A fact is something that is whether you believe it or not.  Evolution, for example, happens all around us.  Sure, there’s the stuff about the finches in the Galapagos, but what should make it more personal is that your loved ones are at risk of swine flu and staph infections that every day are under selection pressure to resist our countermeasures.  You can believe that the world is a few thousand years old and all plants and animals were present at Creation, but when they stick an IV in your arm, make sure they sterilize the area, just in case.  There is plenty of reasonable debate about the causes of global warming – it may be that we are just coming off an exceptionally cold period and would be warming anyway – but it should be clear at this point that we are on a collision course with a future for which we are woefully unprepared.

We can either do something to arrest the warming or live with the consequences.  Opposing the Waxman-Markey bill does neither.  It just perpetuates the status quo: the same poor jobs, poor education, poor health services, contaminated groundwater, and slowly dying business there is today.  For all of our sakes, we need to find a way to cut down on our carbon emissions, if for no more noble reason than that someone is going to do it and it might as well be us.  I am quite sympathetic to the argument that we would be suckers to agree to a unilateral reduction and simply sit by and watch China and India fill in the breach.  Thing is, if we act together the EU and US still have the whip hand in the global economy, for how much longer no one knows.  If we were to push the issue – state that as far as we were concerned, WTO membership included some environmental standard, and anyone who did not meet the standard was back to a tariff system – we could get something done.  But that requires a willingness to lead and get our own house in order.
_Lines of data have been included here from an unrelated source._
//! gRPC Intake: the `WeatherV1` (raw) and `WeatherAppsV1` (computed)
//! services. Both share the same persistence and derived-metric pipeline as
//! the REST surface -- computed channels are never stored, only produced on
//! read.

pub mod weather_apps_v1;
pub mod weather_v1;

pub mod proto {
    tonic::include_proto!("weathercore");
}

use std::sync::Arc;

use chrono::{DateTime, TimeZone, Utc};
use tonic::Status;

use crate::db::{BucketReading, Reading};
use crate::derived;
use crate::latest::LatestReadingFetcher;
use crate::query::planner::QueryPlanner;
use crate::query::span::SpanFetcher;
use crate::site::SiteRegistry;
use crate::stream::LiveStreamPump;

/// Handles shared by both gRPC services -- the state both listeners are
/// built from.
#[derive(Clone)]
pub struct GrpcState {
    pub weather: crate::db::WeatherRepository,
    pub latest: Arc<LatestReadingFetcher>,
    pub planner: Arc<QueryPlanner>,
    pub spans: Arc<SpanFetcher>,
    pub pump: LiveStreamPump,
    pub sites: Arc<SiteRegistry>,
}

/// Rejects a stream/call whose station name isn't a known device.
pub(crate) fn require_known_station(sites: &SiteRegistry, station: &str) -> Result<(), Status> {
    if sites.current().has_station(station) {
        Ok(())
    } else {
        Err(Status::invalid_argument(format!("unknown station {station:?}")))
    }
}

pub(crate) fn proto_to_reading(msg: proto::WeatherReading) -> Result<Reading, Status> {
    let time = msg
        .time
        .ok_or_else(|| Status::invalid_argument("reading is missing a timestamp"))
        .and_then(timestamp_to_chrono)?;

    Ok(Reading {
        stationname: msg.stationname,
        time,
        outside_temp: msg.outside_temp,
        inside_temp: msg.inside_temp,
        outside_humidity: msg.outside_humidity,
        inside_humidity: msg.inside_humidity,
        barometer: msg.barometer,
        wind_speed: msg.wind_speed,
        wind_dir: msg.wind_dir,
        wind_speed_10min_avg: msg.wind_speed_10min_avg,
        rain_incremental: msg.rain_incremental,
        rain_rate: msg.rain_rate,
        solar_watts: msg.solar_watts,
        potential_solar_watts: msg.potential_solar_watts,
        uv_index: msg.uv_index,
        soil_temp1: msg.soil_temp1,
        leaf_wetness1: msg.leaf_wetness1,
        pm25: msg.pm25,
        pm10: msg.pm10,
        co2: msg.co2,
        aqi_pm25: msg.aqi_pm25,
        snow_distance: msg.snow_distance,
        snow_depth: msg.snow_depth,
        battery_voltage: msg.battery_voltage,
        forecast_icon: msg.forecast_icon,
        forecast_rule: msg.forecast_rule,
        extra_float1: msg.extra_float1,
        extra_float2: msg.extra_float2,
        extra_float3: msg.extra_float3,
        extra_float4: msg.extra_float4,
        extra_float5: msg.extra_float5,
        extra_float6: msg.extra_float6,
        extra_float7: msg.extra_float7,
        extra_float8: msg.extra_float8,
        extra_float9: msg.extra_float9,
        extra_float10: msg.extra_float10,
        extra_text1: msg.extra_text1,
        extra_text2: msg.extra_text2,
        extra_text3: msg.extra_text3,
        extra_text4: msg.extra_text4,
        extra_text5: msg.extra_text5,
        extra_text6: msg.extra_text6,
        extra_text7: msg.extra_text7,
        extra_text8: msg.extra_text8,
        extra_text9: msg.extra_text9,
        extra_text10: msg.extra_text10,
    })
}

pub(crate) fn reading_to_proto(r: Reading) -> proto::WeatherReading {
    proto::WeatherReading {
        stationname: r.stationname,
        time: Some(chrono_to_timestamp(r.time)),
        outside_temp: r.outside_temp,
        inside_temp: r.inside_temp,
        outside_humidity: r.outside_humidity,
        inside_humidity: r.inside_humidity,
        barometer: r.barometer,
        wind_speed: r.wind_speed,
        wind_dir: r.wind_dir,
        wind_speed_10min_avg: r.wind_speed_10min_avg,
        rain_incremental: r.rain_incremental,
        rain_rate: r.rain_rate,
        solar_watts: r.solar_watts,
        potential_solar_watts: r.potential_solar_watts,
        uv_index: r.uv_index,
        soil_temp1: r.soil_temp1,
        leaf_wetness1: r.leaf_wetness1,
        pm25: r.pm25,
        pm10: r.pm10,
        co2: r.co2,
        aqi_pm25: r.aqi_pm25,
        snow_distance: r.snow_distance,
        snow_depth: r.snow_depth,
        battery_voltage: r.battery_voltage,
        forecast_icon: r.forecast_icon,
        forecast_rule: r.forecast_rule,
        extra_float1: r.extra_float1,
        extra_float2: r.extra_float2,
        extra_float3: r.extra_float3,
        extra_float4: r.extra_float4,
        extra_float5: r.extra_float5,
        extra_float6: r.extra_float6,
        extra_float7: r.extra_float7,
        extra_float8: r.extra_float8,
        extra_float9: r.extra_float9,
        extra_float10: r.extra_float10,
        extra_text1: r.extra_text1,
        extra_text2: r.extra_text2,
        extra_text3: r.extra_text3,
        extra_text4: r.extra_text4,
        extra_text5: r.extra_text5,
        extra_text6: r.extra_text6,
        extra_text7: r.extra_text7,
        extra_text8: r.extra_text8,
        extra_text9: r.extra_text9,
        extra_text10: r.extra_text10,
    }
}

/// Builds the computed reading from a raw one, the way `latest::augment`
/// and `WeatherReadingDto` do it for REST.
pub(crate) fn computed_reading(reading: Reading) -> proto::ComputedWeatherReading {
    let wind_cardinal = reading.wind_dir.map(|d| derived::cardinal_direction(d).to_string());
    let feels_like = match (reading.outside_temp, reading.outside_humidity, reading.wind_speed) {
        (Some(t), Some(rh), Some(w)) => Some(derived::feels_like(t, rh, w)),
        _ => None,
    };
    let sky_condition = match (reading.solar_watts, reading.potential_solar_watts) {
        (Some(r), Some(p)) => Some(derived::sky_condition(r, p).as_str().to_string()),
        _ => None,
    };

    proto::ComputedWeatherReading {
        reading: Some(reading_to_proto(reading)),
        wind_cardinal,
        feels_like,
        sky_condition,
    }
}

pub(crate) fn bucket_reading_to_proto(row: BucketReading) -> proto::WeatherReading {
    reading_to_proto(row.reading)
}

fn timestamp_to_chrono(ts: prost_types::Timestamp) -> Result<DateTime<Utc>, Status> {
    Utc.timestamp_opt(ts.seconds, ts.nanos.max(0) as u32)
        .single()
        .ok_or_else(|| Status::invalid_argument("timestamp out of range"))
}

fn chrono_to_timestamp(t: DateTime<Utc>) -> prost_types::Timestamp {
    prost_types::Timestamp {
        seconds: t.timestamp(),
        nanos: t.timestamp_subsec_nanos() as i32,
    }
}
I’m one of the preachy coastal folks with no more use for West Virginia than a place to whitewater raft.  I want schools that teach evolution and an end to the susbdies that make so much crappy food so cheap and gun control.  But I would also prefer a war on poverty to a war in Iraq, and even while balancing the budget want to cut taxes on the working poor.  I may not be West Virginia’s friend, but neither am I their dealer or their pimp, which is an important difference between me and their feudal lords; it give me the freedom to tell the truth, which is that the current way of doing business has failed.  Finding a different direction will require getting out from under the Sword of Damocles in those slurry lakes.